For Moore, it was a challenge to skirt the issue and concentrate on her work and writing. Explaining her heritage and homeland to those without an understanding of the culture, history, and politics of Liberia isn’t her responsibility. Yet, the questions continued. 

“So then, of course, that that the conversation would always lead to, ‘Oh, well, when did you move here? And why did you move here?’ And so my conversations always trended toward the wars.” From 1989 until 1997, Liberia experienced a complicated civil war. Civil war resumed in 1999 until it was concluded in 2003. 

The questions about what happened to Moore’s family and her homeland weren’t easily answered. She reflects,  “I knew that it would give me peace of mind and do my story and my family’s story justice by just putting it out there on my own terms to share a little bit more of how complex the war really was because I hadn’t quite seen that done in literature either.” 

Wayétu Moore. Ashleigh Staton

Rather than let others attempt to reconstruct her personal history through questions and interviews (admittedly, like this one), Moore took agency by assuming control of her family’s narrative. With tight pacing, the book opens with Moore as a five-year-old, living in Monrovia, Liberia, with her father, grandparents, and two sisters. When the family must abandon their home at a moment’s notice to flee the rebels, there is no time to alert her mother, Mam, who was then living in New York City on a Fulbright fellowship at Columbia University. On the road for three weeks, they head to her mother’s home village, Lai. All the time, her father repeats stories that the gunfire is in fact drumming and the bodies on the road are merely asleep. With the power of storytelling, Moore’s father, Gus, keeps their questions and fears at bay. It’s a testament to resilience and familial love. 

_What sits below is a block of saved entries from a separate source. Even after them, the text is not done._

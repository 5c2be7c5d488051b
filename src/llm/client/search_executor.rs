//! 联网调研执行器 - 负责执行带搜索溯源的多步生成循环

use anyhow::{Context, Result, anyhow, bail};
use std::time::Duration;
use tracing::debug;

use super::types::{Candidate, Content, GenerateContentRequest, GenerateContentResponse, GenerationConfig};
use crate::config::ResearchConfig;
use crate::llm::capability::{GenerationStep, SearchGeneration, SearchGenerationRequest};
use crate::llm::tools::web_search::WebSearchTool;

/// 输出被截断后要求模型接着写的指令
const CONTINUE_PROMPT: &str = "Continue your research synthesis exactly where you stopped.";

/// 基于Gemini generateContent接口的调研执行器
#[derive(Clone)]
pub struct GeminiSearchExecutor {
    http: reqwest::Client,
    config: ResearchConfig,
}

impl GeminiSearchExecutor {
    pub fn new(config: &ResearchConfig) -> Result<Self> {
        let http = reqwest::Client::builder()
            .timeout(Duration::from_secs(config.timeout_seconds))
            .build()
            .context("Failed to build HTTP client for research")?;

        Ok(Self {
            http,
            config: config.clone(),
        })
    }

    /// 执行调研循环
    ///
    /// 每次generateContent调用记为一步；只有在输出因token上限被截断时才进入下一步，步数不超过 `max_steps`。
    pub async fn execute(&self, request: &SearchGenerationRequest) -> Result<SearchGeneration> {
        let max_steps = request.max_steps;
        let mut contents = vec![Content::user(request.user_prompt.clone())];
        let mut generation = SearchGeneration::default();

        debug!(
            model = %self.config.model,
            tool = WebSearchTool::NAME,
            max_steps,
            "starting search-grounded generation"
        );

        while generation.steps.len() < max_steps {
            let body = self.build_request(request, &contents);
            let candidate = self.send(&body).await?;

            let step_text = candidate.text();
            generation.text.push_str(&step_text);
            generation.steps.push(GenerationStep {
                provider_metadata: candidate
                    .grounding_metadata
                    .clone()
                    .map(|gm| serde_json::json!({ "groundingMetadata": gm })),
            });

            debug!(
                step = generation.steps.len(),
                finish_reason = ?candidate.finish_reason,
                grounded = candidate.grounding_metadata.is_some(),
                "research step finished"
            );

            if !candidate.is_truncated() {
                break;
            }

            contents.push(Content::model(step_text));
            contents.push(Content::user(CONTINUE_PROMPT));
        }

        Ok(generation)
    }

    fn build_request(
        &self,
        request: &SearchGenerationRequest,
        contents: &[Content],
    ) -> GenerateContentRequest {
        GenerateContentRequest {
            contents: contents.to_vec(),
            system_instruction: (!request.system_prompt.is_empty())
                .then(|| Content::system(request.system_prompt.clone())),
            tools: vec![request.web_search.to_gemini_tool(&self.config.model)],
            generation_config: GenerationConfig {
                max_output_tokens: self.config.max_output_tokens,
            },
        }
    }

    fn endpoint(&self) -> String {
        format!(
            "{}/models/{}:generateContent",
            self.config.api_base_url.trim_end_matches('/'),
            self.config.model
        )
    }

    async fn send(&self, body: &GenerateContentRequest) -> Result<Candidate> {
        let response = self
            .http
            .post(self.endpoint())
            .header("x-goog-api-key", &self.config.api_key)
            .json(body)
            .send()
            .await
            .context("Research request to Gemini failed")?;

        let status = response.status();
        if !status.is_success() {
            let detail = response.text().await.unwrap_or_default();
            bail!("Gemini returned {}: {}", status, detail);
        }

        let parsed: GenerateContentResponse = response
            .json()
            .await
            .context("Failed to decode Gemini response")?;

        first_candidate(parsed)
    }
}

fn first_candidate(response: GenerateContentResponse) -> Result<Candidate> {
    let feedback = response.prompt_feedback;
    response.candidates.into_iter().next().ok_or_else(|| match feedback {
        Some(feedback) => anyhow!("Gemini returned no candidates: {}", feedback),
        None => anyhow!("Gemini returned no candidates"),
    })
}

After that terrifying journey, they reach Lai, where they are safe, despite limited resources. Tragedies continue, but Gus, Wayétu and her sisters, K and Wi, remain suspended in the hopes that they will be united with Mam despite the fact that they have not been able to reach her. Throughout this narrative, Moore unpacks critical notes about Liberian history, dispelling myths about the nature of the conflict. This is done without disrupting the intimate nature of the memoir and while also imbuing it with the storytelling her parents shared with her. 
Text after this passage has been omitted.